AI5: Generative AI: Deep Generative Models

About this course

Study the models that generate images, text, and audio, from diffusion models to GANs and autoregressive generators.

Course format. Thirteen weeks, four contact hours each: a two-hour lecture (concepts and theory) and a two-hour practice session. The course is project-based; teams carry one running project end to end and present it three times, in weeks 5, 8, and 13.

What you will build

Built a conditional generative pipeline in Python with PyTorch and Hugging Face Diffusers, implementing and benchmarking VAE, GAN, autoregressive, and diffusion generators with classifier-free guidance and FID evaluation on a shared data modality.

Expected outcomes

Formalize generative modeling as learning a data distribution
Derive the variational lower bound and the VAE objective
Explain the adversarial minimax game and GAN training dynamics
Derive the diffusion forward and reverse processes and the denoising objective
Connect diffusion to score matching and stochastic differential equations
Build autoregressive generators and analyze their likelihood factorization
Implement conditional and guided generation including classifier-free guidance
Evaluate generative models with FID, likelihood, and sample-quality metrics
Analyze the likelihood, sampling, and mode-coverage trade-offs across model families
Deploy a conditional generative pipeline end to end

Key topics

Diffusion models
GANs & VAEs
Autoregressive generation
Evaluating generative output

Theoretical foundations

The concepts and results this course rests on.

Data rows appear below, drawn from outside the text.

use core::mem::size_of;

use bitview::prelude::*;
use bytemuck::{Pod, Zeroable};

use crate::Record;

/// Selects which member of a [`ConstantInfo`]'s value union is meaningful.
#[derive(Clone, Copy, Debug, PartialEq, Eq, Hash)]
pub enum ConstantType {
    Bool,
    Int,
    Float,
    /// The unassigned tag value 3.
    Unknown(u32),
}

impl FieldValue for ConstantType {
    type Storage = u32;

    fn from_storage(storage: u32) -> Self {
        match storage {
            0 => Self::Bool,
            1 => Self::Int,
            2 => Self::Float,
            other => Self::Unknown(other),
        }
    }

    fn into_storage(self) -> u32 {
        match self {
            Self::Bool => 0,
            Self::Int => 1,
            Self::Float => 2,
            Self::Unknown(other) => other,
        }
    }
}

/// A 24-bit GPU float: 1 sign bit, a 7-bit exponent biased by 63, and a 16-bit
/// mantissa, held in the low bits of a 32-bit word.
#[derive(Clone, Copy, Debug, Default, PartialEq, Eq, Hash, Zeroable, Pod)]
#[repr(transparent)]
pub struct Float24(u32);

impl Float24 {
    pub const ZERO: Self = Self(0);
    const MAX_EXPONENT: u32 = 0x7f;
    const MAX_MANTISSA: u32 = 0xffff;

    pub const fn from_bits(bits: u32) -> Self {
        Self(bits)
    }

    pub const fn to_bits(self) -> u32 {
        self.0
    }

    bitview::field_accessors! {
        0;
        pub mantissa: BitField<0, 16, u32>;
        pub exponent: BitField<16, 7, u32>;
        pub negative: BitFlag<23, u32>;
    }

    /// Widens to an `f32`. The conversion is exact.
    ///
    /// A zero exponent and mantissa is a signed zero. The largest exponent
    /// encodes infinity when the mantissa is zero and NaN otherwise.
    pub fn to_f32(self) -> f32 {
        let sign = u32::from(self.negative()) << 31;
        let bits = match (self.exponent(), self.mantissa()) {
            (0, 0) => sign,
            (Self::MAX_EXPONENT, mantissa) => sign | (0xff << 23) | (mantissa << 7),
            (exponent, mantissa) => sign | ((exponent + 64) << 23) | (mantissa << 7),
        };
        f32::from_bits(bits)
    }

    /// Narrows an `f32`, truncating the mantissa.
    ///
    /// Magnitudes too small for a float24 become a zero of the same sign.
    /// Magnitudes too large become an infinity of the same sign. NaNs stay
    /// NaNs.
    pub fn from_f32(value: f32) -> Self {
        let bits = value.to_bits();
        let negative = bits >> 31 != 0;
        let exponent = ((bits >> 23) & 0xff) as i32 - 127 + 63;
        let mantissa = (bits >> 7) & Self::MAX_MANTISSA;
        let (exponent, mantissa) = if value.is_nan() {
            (Self::MAX_EXPONENT, mantissa.max(1))
        } else if exponent >= Self::MAX_EXPONENT as i32 {
            (Self::MAX_EXPONENT, 0)
        } else if exponent < 0 {
            (0, 0)
        } else {
            (exponent as u32, mantissa)
        };
        Self::ZERO
            .with_mantissa(mantissa)
            .with_exponent(exponent)
            .with_negative(negative)
    }
}

/// A decoded constant value.
#[derive(Clone, Copy, Debug, PartialEq)]
pub enum ConstantValue {
    Bool(bool),
    /// Components x, y, z and w.
    Int([i8; 4]),
    /// Components x, y, z and w.
    Float([Float24; 4]),
    /// A value with an unassigned type tag; the raw words are preserved.
    Unknown { ty: u32, words: [u32; 4] },
}

/// A constant table entry: a value preloaded into one register.
///
/// The first word carries the value's type and the register index. The four
/// value words are a union selected by the type:
///
/// - bool: bit 0 of word 0;
/// - int: the four bytes of word 0, x first;
/// - float: one [`Float24`] per word, x first.
#[derive(Clone, Copy, Debug, Default, PartialEq, Eq, Zeroable, Pod)]
#[repr(C)]
pub struct ConstantInfo {
    pub first_word: u32,
    pub value_words: [u32; 4],
}

impl ConstantInfo {
    bitview::field_accessors! {
        first_word;
        pub ty: BitField<0, 2, ConstantType>;
        /// Register index within the register class selected by
        /// [`ty`](Self::ty).
        pub regid: BitField<16, 8, u32>;
    }

    pub fn new(regid: u32, value: ConstantValue) -> Self {
        let mut info = Self::default().with_regid(regid);
        info.set_value(value);
        info
    }

    pub fn bool_value(&self) -> bool {
        BitFlag::<0, u32>::get(self.value_words[0])
    }

    pub fn set_bool_value(&mut self, value: bool) {
        BitFlag::<0, u32>::set(&mut self.value_words[0], value);
    }

    pub fn int_value(&self) -> [i8; 4] {
        self.value_words[0].to_le_bytes().map(|byte| byte as i8)
    }

    pub fn set_int_value(&mut self, value: [i8; 4]) {
        self.value_words[0] = u32::from_le_bytes(value.map(|component| component as u8));
    }

    pub fn float_value(&self) -> [Float24; 4] {
        self.value_words.map(Float24::from_bits)
    }

    pub fn set_float_value(&mut self, value: [Float24; 4]) {
        self.value_words = value.map(Float24::to_bits);
    }

    /// Decodes the value union according to [`ty`](Self::ty).
    pub fn value(&self) -> ConstantValue {
        match self.ty() {
            ConstantType::Bool => ConstantValue::Bool(self.bool_value()),
            ConstantType::Int => ConstantValue::Int(self.int_value()),
            ConstantType::Float => ConstantValue::Float(self.float_value()),
            ConstantType::Unknown(ty) => ConstantValue::Unknown {
                ty,
                words: self.value_words,
            },
        }
    }

    /// Stores `value` and the matching type tag. Unused value words are
    /// cleared.
    pub fn set_value(&mut self, value: ConstantValue) {
        self.value_words = [0; 4];
        match value {
            ConstantValue::Bool(value) => {
                self.set_ty(ConstantType::Bool);
                self.set_bool_value(value);
            }
            ConstantValue::Int(value) => {
                self.set_ty(ConstantType::Int);
                self.set_int_value(value);
            }
            ConstantValue::Float(value) => {
                self.set_ty(ConstantType::Float);
                self.set_float_value(value);
            }
            ConstantValue::Unknown { ty, words } => {
                self.set_ty(ConstantType::Unknown(ty));
                self.value_words = words;
            }
        }
    }
}

impl Record for ConstantInfo {
    fn from_le(self) -> Self {
        Self {
            first_word: u32::from_le(self.first_word),
            value_words: self.value_words.map(u32::from_le),
        }
    }
}

const _: () = assert!(size_of::<ConstantInfo>() == 20);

maximum-likelihood estimation of a data distribution
the evidence lower bound and variational inference
the reparameterization trick and the variational autoencoder
the adversarial minimax game and the optimal discriminator
the autoregressive likelihood factorization and causal masking
the diffusion forward and reverse denoising processes
score matching and stochastic differential equations

Prerequisites

This is a Year-3 course. It assumes the mandatory CS core: data structures and algorithms, operating systems, computer networks, databases, software engineering, and the core mathematics (linear algebra, probability and statistics, calculus, discrete mathematics). It additionally requires the specific prior courses listed below.

Course-specific prerequisites:

Deep Learning
Probability and linear algebra

Weekly schedule 13 weeks · lecture + practice

Generative foundations

Wk 1

What is a generative model

LectureWe define generative modeling, maximum likelihood, latent variables, and the taxonomy of model families.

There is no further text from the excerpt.